REPUBBLICA (E. SISTI) - Mentre la Juventus sta già assaporando il gusto, sempre quello eppure sempre diverso, della sua prima fuga in solitaria, qualche chilometro più a sud un ragazzo calcia una punizione da fuoriclasse. Colpisce il pallone col piede destro, vai tu a sapere esattamente come, probabilmente col piatto aperto, forse con un pezzettino di collo interno, quanto basta comunque per avvicinare calcio, biliardo e golf. Travestito da raffinato cameriere, è come se Pjanic, quella palla, l’avesse trasportata su un vassoio d’argento. Ha bussato alla porta del Parma aggiustandosi il papillon. La palla è morta morbida, terribilmente attraente per qualcuno, molto dolorosa per qualcun altro. «Per fortuna abbiamo un genio in campo» dice Garcia. È finita lì, in un punto talmente lontano dai sogni di pareggio del Parma e dalle mani di Mirante che nessuno, nei restanti minuti, ha perso del tempo a farsi inutili domande: «C’è ancora tempo per giocare? ».
Una punizione come quella che ha regalato alla Roma la vittoria al Tardini, strappando alla Juventus i già indossati vestiti della prima festicciola, non può che concludere uno spettacolo. È la fine perfetta. La Roma ha faticato perché doveva chiuderla prima. Ha faticato perché una volta subito il pareggio ha continuato a giocare aggressivo senza continuità, dispensando errori di misura. Ha faticato perché la velocità delle esecuzioni cozzava contro l’imprecisione di molti e la stanchezza di qualcuno. Normale intasamento delle gambe, mentre il cuore vorrebbe il cervello trattiene. Il Parma non s’è mai scomposto e a un certo punto sembrava anche più tonico degli uomini di Garcia (Cassano a parte). Tuttavia non avendo abbastanza qualità per decidere le partite scoprendo le proprie carte, s’è dovuta contentare di un breve incontro col pareggio (ottenuto con un bel colpo di testa da De Ceglie al 12’ della ripresa).
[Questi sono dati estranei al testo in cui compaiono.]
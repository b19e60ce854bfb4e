//! Snapshot storage.
//!
//! # Storage Layout
//!
//! ```text
//! {work_dir}/
//! ├── config.json            # StoreConfig
//! ├── meta.current.json      # current Snapshot
//! ├── descriptor.sha256      # fingerprint of the last committed descriptor
//! ├── descriptor.prev        # raw bytes of the last committed descriptor
//! └── history/
//!     └── meta.<key>.json    # previous snapshots
//! ```
//!
//! Reads never fail: missing or unreadable blobs are logged and treated as
//! absent. Writes return [`SnapshotError::Write`].

use std::path::PathBuf;

use chrono::Utc;
use tracing::{debug, info, warn};

use crate::metadata::MetadataTree;
use crate::util::hash::Fingerprint;

use super::backend::{BlobStore, FsBlobStore};
use super::types::{HistoryEntry, HistoryKey, Snapshot, SnapshotError, StoreConfig};

const CONFIG_KEY: &str = "config.json";
const CURRENT_KEY: &str = "meta.current.json";
const FINGERPRINT_KEY: &str = "descriptor.sha256";
const DESCRIPTOR_KEY: &str = "descriptor.prev";
const HISTORY_PREFIX: &str = "history/meta.";
const HISTORY_SUFFIX: &str = ".json";

/// Name used for the current snapshot in errors.
pub const CURRENT_SNAPSHOT_NAME: &str = "current";

/// Persists metadata snapshots, descriptor fingerprints and history.
///
/// The store holds no locks; one writer per work directory.
#[derive(Debug)]
pub struct SnapshotStore {
  blobs: Box<dyn BlobStore>,
}

impl SnapshotStore {
  /// Create a store over any blob backend.
  pub fn new(blobs: impl BlobStore + 'static) -> Self {
    Self { blobs: Box::new(blobs) }
  }

  /// Open the filesystem store rooted at `work_dir`. Nothing is created until the first write.
  pub fn open(work_dir: impl Into<PathBuf>) -> Self {
    Self::new(FsBlobStore::new(work_dir))
  }

  fn history_blob_key(key: &HistoryKey) -> String {
    format!("{HISTORY_PREFIX}{key}{HISTORY_SUFFIX}")
  }

  fn read_blob(&self, key: &str) -> Option<Vec<u8>> {
    match self.blobs.read(key) {
      Ok(bytes) => bytes,
      Err(e) => {
        warn!(key, error = %e, "failed to read blob, treating as absent");
        None
      }
    }
  }

  fn write_blob(&self, key: &str, bytes: &[u8]) -> Result<(), SnapshotError> {
    self.blobs.write(key, bytes).map_err(|source| SnapshotError::Write {
      key: key.to_string(),
      source,
    })
  }

  fn write_snapshot(&self, snapshot: &Snapshot) -> Result<(), SnapshotError> {
    let content = serde_json::to_vec_pretty(snapshot).map_err(SnapshotError::Serialize)?;
    self.write_blob(CURRENT_KEY, &content)
  }

  // Config

  /// Store-wide config. Missing or corrupt config yields defaults.
  pub fn config(&self) -> StoreConfig {
    let Some(bytes) = self.read_blob(CONFIG_KEY) else {
      return StoreConfig::default();
    };
    serde_json::from_slice(&bytes).unwrap_or_else(|e| {
      warn!(error = %e, "config is corrupt, using defaults");
      StoreConfig::default()
    })
  }

  pub fn save_config(&self, config: &StoreConfig) -> Result<(), SnapshotError> {
    let content = serde_json::to_vec_pretty(config).map_err(SnapshotError::Serialize)?;
    self.write_blob(CONFIG_KEY, &content)
  }

  // Descriptor tracking

  /// Fingerprint recorded by the last commit.
  pub fn stored_fingerprint(&self) -> Option<Fingerprint> {
    let bytes = self.read_blob(FINGERPRINT_KEY)?;
    let parsed = std::str::from_utf8(&bytes).ok().and_then(Fingerprint::parse);
    if parsed.is_none() {
      warn!("stored fingerprint is corrupt, treating as absent");
    }
    parsed
  }

  /// True unless the recorded fingerprint equals the fingerprint of `descriptor_bytes`.
  pub fn has_descriptor_changed(&self, descriptor_bytes: &[u8]) -> bool {
    self.stored_fingerprint() != Some(Fingerprint::of(descriptor_bytes))
  }

  /// Raw bytes of the descriptor from the last commit.
  pub fn previous_descriptor(&self) -> Option<Vec<u8>> {
    self.read_blob(DESCRIPTOR_KEY)
  }

  // Current snapshot

  /// The current snapshot, or `None` if never committed or corrupt.
  pub fn load_current_snapshot(&self) -> Option<Snapshot> {
    let bytes = self.read_blob(CURRENT_KEY)?;
    match serde_json::from_slice(&bytes) {
      Ok(snapshot) => Some(snapshot),
      Err(e) => {
        warn!(error = %e, "current snapshot is corrupt, treating as absent");
        None
      }
    }
  }

  /// Metadata of the current snapshot.
  pub fn load_current(&self) -> Option<MetadataTree> {
    self.load_current_snapshot().map(|s| s.metadata)
  }

  /// Record `metadata` as current for `descriptor_bytes`.
  ///
  /// Write order: history backup (if enabled), descriptor backup, fingerprint,
  /// then the current snapshot. A failure at any step leaves the previous
  /// current snapshot readable.
  ///
  /// Returns the history key of the backed-up previous snapshot, if any.
  pub fn commit(&self, metadata: &MetadataTree, descriptor_bytes: &[u8]) -> Result<Option<HistoryKey>, SnapshotError> {
    let backup = self.backup_if_enabled()?;

    let fingerprint = Fingerprint::of(descriptor_bytes);
    self.write_blob(DESCRIPTOR_KEY, descriptor_bytes)?;
    self.write_blob(FINGERPRINT_KEY, fingerprint.0.as_bytes())?;
    self.write_snapshot(&Snapshot::new(metadata.clone(), fingerprint.clone()))?;

    info!(fingerprint = %fingerprint.short(), "committed metadata");
    Ok(backup)
  }

  /// Replace the current metadata, keeping the recorded descriptor.
  pub fn amend_current(&self, metadata: &MetadataTree) -> Result<Option<HistoryKey>, SnapshotError> {
    let Some(current) = self.load_current_snapshot() else {
      return Err(SnapshotError::NotFound {
        key: CURRENT_SNAPSHOT_NAME.to_string(),
        available: self.history_keys(),
      });
    };

    let backup = self.backup_if_enabled()?;
    self.write_snapshot(&Snapshot::new(metadata.clone(), current.source_fingerprint))?;

    info!("amended current metadata");
    Ok(backup)
  }

  fn backup_if_enabled(&self) -> Result<Option<HistoryKey>, SnapshotError> {
    if self.config().auto_backup_before_update {
      self.push_history()
    } else {
      Ok(None)
    }
  }

  // History

  /// Copy the current snapshot into history and rotate.
  ///
  /// Returns `None` when there is no current snapshot, or when
  /// `max_history_versions` is 0 and nothing is kept.
  pub fn push_history(&self) -> Result<Option<HistoryKey>, SnapshotError> {
    let Some(current) = self.read_blob(CURRENT_KEY) else {
      return Ok(None);
    };

    let max = self.config().max_history_versions;
    if max == 0 {
      debug!("history retention is 0, not backing up");
      self.rotate(0);
      return Ok(None);
    }

    let key = HistoryKey::unique_at(Utc::now(), &self.history_keys_raw());
    self.write_blob(&Self::history_blob_key(&key), &current)?;
    info!(key = %key, "backed up current metadata");

    self.rotate(max);
    Ok(Some(key))
  }

  /// Delete the oldest entries beyond `max`.
  fn rotate(&self, max: usize) {
    let keys = self.history_keys_raw();
    for key in keys.iter().skip(max) {
      match self.blobs.delete(&Self::history_blob_key(key)) {
        Ok(()) => debug!(key = %key, "rotated out history entry"),
        Err(e) => warn!(key = %key, error = %e, "failed to delete history entry"),
      }
    }
  }

  /// History keys with blob sizes, newest first. Blobs that are not history
  /// entries are skipped.
  fn history_blobs(&self) -> Vec<(HistoryKey, u64)> {
    let listed = match self.blobs.list(HISTORY_PREFIX) {
      Ok(listed) => listed,
      Err(e) => {
        warn!(error = %e, "failed to list history, treating as empty");
        return Vec::new();
      }
    };

    let mut entries: Vec<(HistoryKey, u64)> = listed
      .into_iter()
      .filter_map(|blob| {
        let key = blob
          .key
          .strip_prefix(HISTORY_PREFIX)
          .and_then(|rest| rest.strip_suffix(HISTORY_SUFFIX))
          .filter(|rest| !rest.is_empty())
          .map(HistoryKey::new)?;
        Some((key, blob.size_bytes))
      })
      .collect();
    entries.sort_by(|a, b| b.0.cmp(&a.0));
    entries
  }

  fn history_keys_raw(&self) -> Vec<HistoryKey> {
    self.history_blobs().into_iter().map(|(key, _)| key).collect()
  }

  fn history_keys(&self) -> Vec<String> {
    self.history_keys_raw().into_iter().map(|k| k.to_string()).collect()
  }

  /// History entries, newest first.
  pub fn list_history(&self) -> Vec<HistoryEntry> {
    self
      .history_blobs()
      .into_iter()
      .map(|(key, size_bytes)| HistoryEntry {
        created_at: key.created_at().unwrap_or_default(),
        size_bytes,
        key,
      })
      .collect()
  }

  fn read_history_bytes(&self, key: &HistoryKey) -> Result<Vec<u8>, SnapshotError> {
    self
      .read_blob(&Self::history_blob_key(key))
      .ok_or_else(|| SnapshotError::NotFound {
        key: key.to_string(),
        available: self.history_keys(),
      })
  }

  /// Load one history entry.
  pub fn load_history(&self, key: &HistoryKey) -> Result<Snapshot, SnapshotError> {
    let bytes = self.read_history_bytes(key)?;
    serde_json::from_slice(&bytes).map_err(|source| SnapshotError::Corrupt {
      key: key.to_string(),
      source,
    })
  }

  /// Restore the history entry `key` as current.
  ///
  /// The target is read and validated first; then the existing current
  /// snapshot is backed up (regardless of the auto-backup setting) and
  /// replaced. The restored snapshot is stamped with the recorded
  /// fingerprint, so an update with an unchanged descriptor serves it from
  /// cache.
  ///
  /// Returns the history key of the backup, if one was kept.
  pub fn rollback(&self, key: &HistoryKey) -> Result<Option<HistoryKey>, SnapshotError> {
    let bytes = self.read_history_bytes(key)?;
    let mut restored: Snapshot = serde_json::from_slice(&bytes).map_err(|source| SnapshotError::Corrupt {
      key: key.to_string(),
      source,
    })?;
    if let Some(fingerprint) = self.stored_fingerprint() {
      restored.source_fingerprint = fingerprint;
    }

    let backup = self.push_history()?;
    self.write_snapshot(&restored)?;

    info!(key = %key, "rolled back current metadata");
    Ok(backup)
  }
}
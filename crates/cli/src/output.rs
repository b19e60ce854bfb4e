//! CLI output formatting utilities.
//!
//! Provides consistent formatting for terminal output including colored status
//! messages, human-readable sizes and timestamps, and Unicode symbols.

use std::time::{Duration, UNIX_EPOCH};

use anyhow::Context;
use clap::ValueEnum;
use owo_colors::{OwoColorize, Stream};

#[derive(Debug, Clone, Copy, Default, ValueEnum)]
pub enum OutputFormat {
  #[default]
  Text,
  Json,
}

impl OutputFormat {
  pub fn is_json(self) -> bool {
    matches!(self, OutputFormat::Json)
  }
}

pub mod symbols {
  pub const SUCCESS: &str = "✓";
  pub const ERROR: &str = "✗";
  pub const WARNING: &str = "⚠";
  pub const INFO: &str = "•";
  pub const ADD: &str = "+";
  pub const REMOVE: &str = "-";
}

pub fn format_bytes(bytes: u64) -> String {
  const KB: u64 = 1024;
  const MB: u64 = KB * 1024;

  if bytes >= MB {
    format!("{:.1} MB", bytes as f64 / MB as f64)
  } else if bytes >= KB {
    format!("{:.1} KB", bytes as f64 / KB as f64)
  } else {
    format!("{} B", bytes)
  }
}

/// RFC 3339 UTC time for unix seconds.
pub fn format_timestamp(timestamp: u64) -> String {
  humantime::format_rfc3339_seconds(UNIX_EPOCH + Duration::from_secs(timestamp)).to_string()
}

pub fn print_success(message: &str) {
  println!(
    "{} {}",
    symbols::SUCCESS.if_supports_color(Stream::Stdout, |s| s.green()),
    message
  );
}

pub fn print_error(message: &str) {
  eprintln!(
    "{} {}",
    symbols::ERROR.if_supports_color(Stream::Stderr, |s| s.red()),
    message.if_supports_color(Stream::Stderr, |s| s.red())
  );
}

pub fn print_warning(message: &str) {
  eprintln!(
    "{} {}",
    symbols::WARNING.if_supports_color(Stream::Stderr, |s| s.yellow()),
    message.if_supports_color(Stream::Stderr, |s| s.yellow())
  );
}

pub fn print_info(message: &str) {
  println!(
    "{} {}",
    symbols::INFO.if_supports_color(Stream::Stdout, |s| s.blue()),
    message
  );
}

pub fn print_added(message: &str) {
  println!(
    "  {} {}",
    symbols::ADD.if_supports_color(Stream::Stdout, |s| s.green()),
    message
  );
}

pub fn print_removed(message: &str) {
  println!(
    "  {} {}",
    symbols::REMOVE.if_supports_color(Stream::Stdout, |s| s.red()),
    message
  );
}

pub fn print_stat(label: &str, value: &str) {
  println!(
    "  {}: {}",
    label.if_supports_color(Stream::Stdout, |s| s.dimmed()),
    value
  );
}

pub fn print_json<T: serde::Serialize>(value: &T) -> anyhow::Result<()> {
  let json = serde_json::to_string_pretty(value).context("Failed to serialize to JSON")?;
  println!("{}", json);
  Ok(())
}
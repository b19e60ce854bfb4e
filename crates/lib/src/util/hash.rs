//! Content fingerprints for change detection.
//!
//! A [`Fingerprint`] is the full 64-character SHA-256 of a serialized stack
//! descriptor. Equality of two fingerprints is the only signal used to decide
//! whether a regeneration is needed.

use serde::{Deserialize, Serialize};
use sha2::{Digest, Sha256};

/// Hex-encoded SHA-256 digest of a descriptor's bytes.
#[derive(Debug, Clone, PartialEq, Eq, Hash, Serialize, Deserialize)]
#[serde(transparent)]
pub struct Fingerprint(pub String);

impl Fingerprint {
  /// Fingerprint arbitrary bytes.
  pub fn of(data: &[u8]) -> Self {
    let mut hasher = Sha256::new();
    hasher.update(data);
    Fingerprint(hex::encode(hasher.finalize()))
  }

  /// Short prefix for log output.
  pub fn short(&self) -> &str {
    let len = self.0.len().min(8);
    &self.0[..len]
  }

  /// Parse a stored fingerprint, rejecting anything that is not 64 hex chars.
  pub fn parse(text: &str) -> Option<Self> {
    let trimmed = text.trim();
    if trimmed.len() == 64 && trimmed.chars().all(|c| c.is_ascii_hexdigit()) {
      Some(Fingerprint(trimmed.to_ascii_lowercase()))
    } else {
      None
    }
  }
}

impl std::fmt::Display for Fingerprint {
  fn fmt(&self, f: &mut std::fmt::Formatter<'_>) -> std::fmt::Result {
    write!(f, "{}", self.0)
  }
}
//! Carry previously written text into a freshly built skeleton.
//!
//! The skeleton decides the shape; merging only copies text across matching
//! identifiers. Fields the old metadata never described stay empty so they
//! can be routed to fill.

use std::collections::HashMap;

use tracing::{debug, info};

use crate::consts::AUTHORED_DESCRIPTION_MIN_CHARS;
use crate::diff::DiffReport;
use crate::metadata::{
  AppMetadata, FieldDescription, FieldKind, FieldLocator, MetadataTree, default_description, default_tagline,
};

/// Merge `old` text into `skeleton`.
///
/// # Panics
///
/// Panics if a field named in `diff.added_fields` is missing from the
/// skeleton, or if the result would not have the skeleton's shape. Either
/// means the skeleton and diff were derived from different descriptors.
pub fn merge(old: &MetadataTree, skeleton: &MetadataTree, diff: &DiffReport) -> MetadataTree {
  for locator in diff.added_locators() {
    assert!(
      skeleton.text(locator).is_some(),
      "shape mismatch: diff adds {locator} but the skeleton has no such field"
    );
  }

  let mut merged = skeleton.clone();
  merge_app(&old.app, &mut merged.app);

  for (name, service) in merged.services.iter_mut() {
    let Some(old_service) = old.services.get(name) else {
      debug!(service = %name, "new service, leaving fields for fill");
      continue;
    };

    for kind in FieldKind::ALL {
      let previous: HashMap<&str, &FieldDescription> = old_service
        .fields(kind)
        .iter()
        .map(|field| (field.identifier.as_str(), field))
        .collect();

      for field in service.fields_mut(kind) {
        let Some(prev) = previous.get(field.identifier.as_str()).filter(|prev| prev.has_text()) else {
          continue;
        };
        debug!(field = %FieldLocator::service(name, kind, &field.identifier), "kept existing text");
        field.text.clone_from(&prev.text);
        field.is_user_authored = prev.is_user_authored;
      }
    }
  }

  assert_eq!(
    merged.shape(),
    skeleton.shape(),
    "shape mismatch: merged metadata no longer matches the skeleton"
  );

  info!(
    services = merged.services.len(),
    added_services = diff.added_services.len(),
    "merged metadata"
  );
  merged
}

/// Keep old app text that does not look like a generated default.
fn merge_app(old: &AppMetadata, merged: &mut AppMetadata) {
  let skeleton_title = merged.title.clone();

  if is_customized(&old.title, &[&skeleton_title]) {
    debug!(title = %old.title, "kept existing title");
    merged.title.clone_from(&old.title);
  }

  let tagline_defaults = [
    default_tagline(&skeleton_title),
    default_tagline(&old.title),
    default_tagline(&merged.title),
  ];
  if is_customized(&old.tagline, &tagline_defaults) {
    debug!("kept existing tagline");
    merged.tagline.clone_from(&old.tagline);
  }

  let description_defaults = [
    default_description(&skeleton_title),
    default_description(&old.title),
    default_description(&merged.title),
  ];
  if is_customized(&old.description, &description_defaults)
    && old.description.chars().count() > AUTHORED_DESCRIPTION_MIN_CHARS
  {
    debug!("kept existing description");
    merged.description.clone_from(&old.description);
  } else if merged.title != skeleton_title {
    merged.description = default_description(&merged.title);
  }

  if merged.title != skeleton_title && merged.tagline == default_tagline(&skeleton_title) {
    merged.tagline = default_tagline(&merged.title);
  }
}

fn is_customized<S: AsRef<str>>(value: &str, defaults: &[S]) -> bool {
  let value = value.trim();
  !value.is_empty() && defaults.iter().all(|default| default.as_ref().trim() != value)
}
//! Key-value blob backends for the snapshot store.
//!
//! Keys are `/`-separated relative names such as `meta.current.json` or
//! `history/meta.20250101T120000000Z.json`.

use std::collections::BTreeMap;
use std::fmt::Debug;
use std::fs;
use std::io;
use std::path::PathBuf;
use std::sync::atomic::{AtomicBool, Ordering};
use std::sync::{Arc, Mutex, PoisonError};

/// A stored blob's key and size.
#[derive(Debug, Clone, PartialEq, Eq)]
pub struct BlobInfo {
  pub key: String,
  pub size_bytes: u64,
}

/// Minimal storage contract the snapshot store needs.
pub trait BlobStore: Debug + Send + Sync {
  /// Returns `Ok(None)` if the key does not exist.
  fn read(&self, key: &str) -> io::Result<Option<Vec<u8>>>;

  /// Replace the blob at `key`. Readers never observe a partial write.
  fn write(&self, key: &str, bytes: &[u8]) -> io::Result<()>;

  /// All blobs whose key starts with `prefix`, in no particular order.
  fn list(&self, prefix: &str) -> io::Result<Vec<BlobInfo>>;

  /// Remove a blob. Deleting a missing key succeeds.
  fn delete(&self, key: &str) -> io::Result<()>;
}

/// Blobs stored as files under a root directory.
#[derive(Debug, Clone)]
pub struct FsBlobStore {
  root: PathBuf,
}

impl FsBlobStore {
  pub fn new(root: impl Into<PathBuf>) -> Self {
    Self { root: root.into() }
  }

  fn path(&self, key: &str) -> PathBuf {
    self.root.join(key)
  }
}

impl BlobStore for FsBlobStore {
  fn read(&self, key: &str) -> io::Result<Option<Vec<u8>>> {
    match fs::read(self.path(key)) {
      Ok(bytes) => Ok(Some(bytes)),
      Err(e) if e.kind() == io::ErrorKind::NotFound => Ok(None),
      Err(e) => Err(e),
    }
  }

  fn write(&self, key: &str, bytes: &[u8]) -> io::Result<()> {
    let path = self.path(key);
    if let Some(parent) = path.parent() {
      fs::create_dir_all(parent)?;
    }

    let mut temp_name = path.file_name().map(|n| n.to_os_string()).unwrap_or_default();
    temp_name.push(".tmp");
    let temp_path = path.with_file_name(temp_name);

    fs::write(&temp_path, bytes)?;
    fs::rename(&temp_path, &path)
  }

  fn list(&self, prefix: &str) -> io::Result<Vec<BlobInfo>> {
    let (dir, name_prefix) = match prefix.rsplit_once('/') {
      Some((dir, name)) => (self.root.join(dir), name),
      None => (self.root.clone(), prefix),
    };
    let key_dir = prefix.rsplit_once('/').map(|(dir, _)| format!("{dir}/")).unwrap_or_default();

    let entries = match fs::read_dir(&dir) {
      Ok(entries) => entries,
      Err(e) if e.kind() == io::ErrorKind::NotFound => return Ok(Vec::new()),
      Err(e) => return Err(e),
    };

    let mut blobs = Vec::new();
    for entry in entries {
      let entry = entry?;
      let metadata = entry.metadata()?;
      if !metadata.is_file() {
        continue;
      }
      let Some(name) = entry.file_name().to_str().map(str::to_string) else {
        continue;
      };
      if name.starts_with(name_prefix) && !name.ends_with(".tmp") {
        blobs.push(BlobInfo {
          key: format!("{key_dir}{name}"),
          size_bytes: metadata.len(),
        });
      }
    }
    Ok(blobs)
  }

  fn delete(&self, key: &str) -> io::Result<()> {
    match fs::remove_file(self.path(key)) {
      Err(e) if e.kind() != io::ErrorKind::NotFound => Err(e),
      _ => Ok(()),
    }
  }
}

/// In-memory blobs, shared between clones.
///
/// Writes can be made to fail on demand to exercise error paths.
#[derive(Debug, Clone, Default)]
pub struct MemoryBlobStore {
  blobs: Arc<Mutex<BTreeMap<String, Vec<u8>>>>,
  fail_writes: Arc<AtomicBool>,
}

impl MemoryBlobStore {
  pub fn new() -> Self {
    Self::default()
  }

  /// Make every subsequent `write` and `delete` fail until reset.
  pub fn set_fail_writes(&self, fail: bool) {
    self.fail_writes.store(fail, Ordering::SeqCst);
  }

  /// Insert raw bytes, bypassing the failure toggle.
  pub fn insert(&self, key: &str, bytes: impl Into<Vec<u8>>) {
    self.lock().insert(key.to_string(), bytes.into());
  }

  pub fn keys(&self) -> Vec<String> {
    self.lock().keys().cloned().collect()
  }

  fn lock(&self) -> std::sync::MutexGuard<'_, BTreeMap<String, Vec<u8>>> {
    self.blobs.lock().unwrap_or_else(PoisonError::into_inner)
  }

  fn check_writable(&self, key: &str) -> io::Result<()> {
    if self.fail_writes.load(Ordering::SeqCst) {
      return Err(io::Error::other(format!("writes disabled for '{key}'")));
    }
    Ok(())
  }
}

impl BlobStore for MemoryBlobStore {
  fn read(&self, key: &str) -> io::Result<Option<Vec<u8>>> {
    Ok(self.lock().get(key).cloned())
  }

  fn write(&self, key: &str, bytes: &[u8]) -> io::Result<()> {
    self.check_writable(key)?;
    self.lock().insert(key.to_string(), bytes.to_vec());
    Ok(())
  }

  fn list(&self, prefix: &str) -> io::Result<Vec<BlobInfo>> {
    Ok(
      self
        .lock()
        .iter()
        .filter(|(key, _)| key.starts_with(prefix))
        .map(|(key, bytes)| BlobInfo {
          key: key.clone(),
          size_bytes: bytes.len() as u64,
        })
        .collect(),
    )
  }

  fn delete(&self, key: &str) -> io::Result<()> {
    self.check_writable(key)?;
    self.lock().remove(key);
    Ok(())
  }
}
use std::fmt;
use std::io;

use chrono::{DateTime, NaiveDateTime, TimeDelta, Utc};
use serde::{Deserialize, Serialize};
use thiserror::Error;

use crate::consts::DEFAULT_MAX_HISTORY_VERSIONS;
use crate::metadata::MetadataTree;
use crate::util::hash::Fingerprint;

/// Key format of history entries: UTC time with milliseconds.
const HISTORY_KEY_FORMAT: &str = "%Y%m%dT%H%M%S%3fZ";

/// Errors raised by [`SnapshotStore`](super::SnapshotStore) operations that must not fail silently.
#[derive(Debug, Error)]
pub enum SnapshotError {
  #[error("snapshot '{key}' not found ({})", describe_available(.available))]
  NotFound { key: String, available: Vec<String> },

  #[error("failed to write '{key}': {source}")]
  Write {
    key: String,
    #[source]
    source: io::Error,
  },

  #[error("failed to serialize snapshot: {0}")]
  Serialize(#[source] serde_json::Error),

  #[error("snapshot '{key}' is corrupt: {source}")]
  Corrupt {
    key: String,
    #[source]
    source: serde_json::Error,
  },
}

fn describe_available(available: &[String]) -> String {
  if available.is_empty() {
    "history is empty".to_string()
  } else {
    format!("available: {}", available.join(", "))
  }
}

/// A committed metadata tree plus the fingerprint of the descriptor it came from.
#[derive(Debug, Clone, PartialEq, Eq, Serialize, Deserialize)]
pub struct Snapshot {
  pub metadata: MetadataTree,
  pub source_fingerprint: Fingerprint,
  /// Unix seconds.
  pub created_at: u64,
}

impl Snapshot {
  pub fn new(metadata: MetadataTree, source_fingerprint: Fingerprint) -> Self {
    Self {
      metadata,
      source_fingerprint,
      created_at: u64::try_from(Utc::now().timestamp()).unwrap_or_default(),
    }
  }
}

/// Sortable identifier of a history entry, e.g. `20250101T120000123Z`.
#[derive(Debug, Clone, PartialEq, Eq, PartialOrd, Ord, Hash, Serialize, Deserialize)]
#[serde(transparent)]
pub struct HistoryKey(String);

impl HistoryKey {
  pub fn new(key: impl Into<String>) -> Self {
    Self(key.into())
  }

  /// Key for a point in time.
  pub fn at(time: DateTime<Utc>) -> Self {
    Self(time.format(HISTORY_KEY_FORMAT).to_string())
  }

  /// Key for `time`, moved past the newest of `taken` so keys keep sorting by creation order.
  pub fn unique_at(time: DateTime<Utc>, taken: &[HistoryKey]) -> Self {
    let mut time = match taken.iter().filter_map(HistoryKey::time).max() {
      Some(newest) if newest >= time => newest + TimeDelta::milliseconds(1),
      _ => time,
    };
    loop {
      let key = Self::at(time);
      if !taken.contains(&key) {
        return key;
      }
      time += TimeDelta::milliseconds(1);
    }
  }

  pub fn as_str(&self) -> &str {
    &self.0
  }

  /// Creation time encoded in the key.
  pub fn time(&self) -> Option<DateTime<Utc>> {
    let seconds = NaiveDateTime::parse_from_str(self.0.get(..15)?, "%Y%m%dT%H%M%S").ok()?;
    let millis: i64 = self.0.get(15..18)?.parse().ok()?;
    Some(seconds.and_utc() + TimeDelta::milliseconds(millis))
  }

  /// Creation time encoded in the key, in unix seconds.
  pub fn created_at(&self) -> Option<u64> {
    self.time().and_then(|t| u64::try_from(t.timestamp()).ok())
  }
}

impl fmt::Display for HistoryKey {
  fn fmt(&self, f: &mut fmt::Formatter<'_>) -> fmt::Result {
    f.write_str(&self.0)
  }
}

/// One row of [`SnapshotStore::list_history`](super::SnapshotStore::list_history).
#[derive(Debug, Clone, PartialEq, Eq, Serialize)]
pub struct HistoryEntry {
  pub key: HistoryKey,
  /// Unix seconds, 0 when the key does not encode a time.
  pub created_at: u64,
  pub size_bytes: u64,
}

/// Store-wide settings persisted next to the snapshots.
#[derive(Debug, Clone, Copy, PartialEq, Eq, Serialize, Deserialize)]
#[serde(default)]
pub struct StoreConfig {
  pub max_history_versions: usize,
  pub auto_backup_before_update: bool,
}

impl Default for StoreConfig {
  fn default() -> Self {
    Self {
      max_history_versions: DEFAULT_MAX_HISTORY_VERSIONS,
      auto_backup_before_update: true,
    }
  }
}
Nel primo tempo la Roma, padrona del campo e munita di un’arma non convenzionale (almeno cinque sublimi giocate di Totti), aveva accecato la difesa di Donadoni con una sequenza di fulminanti tagli. Uno di questi acquarelli, dipinto da Totti e Ljajic, portava al vantaggio (27’ pt), colorava lo stadio. È un dato di fatto: la Roma non fa più alcun gesto inutile. Segue la regola A.A.A., amministrazione, attenzione, attitudine. Gestisce, evita di trovarsi in inferiorità numerica nelle zone cruciali del campo, è ormai allenata a giocare da gruppo vero e ieri ha anche ripristinato le “densità mirate”, che lo scorso anno avevano fatto di Strootman un uomo indispensabile. La Roma sfrutta il meglio se può, ma se non può passa al piano b: ci vuole carattere anche nel domandarsi se non sia il caso di accettare anche un pareggio. Ieri poteva essere una soluzione dignitosa, che avrebbe sì lanciato la Juventus ma senza macchiare il percorso giallorosso. Florenzi nel finale si faceva riprendere da Felipe quando era a un passo dal raddoppio. Gervinho un paio di volte ha cincischiato. Dunque soltanto il vassoio del cameriere Pjanic, elegantissimo, magico, poteva consegnare alla Roma i tre punti.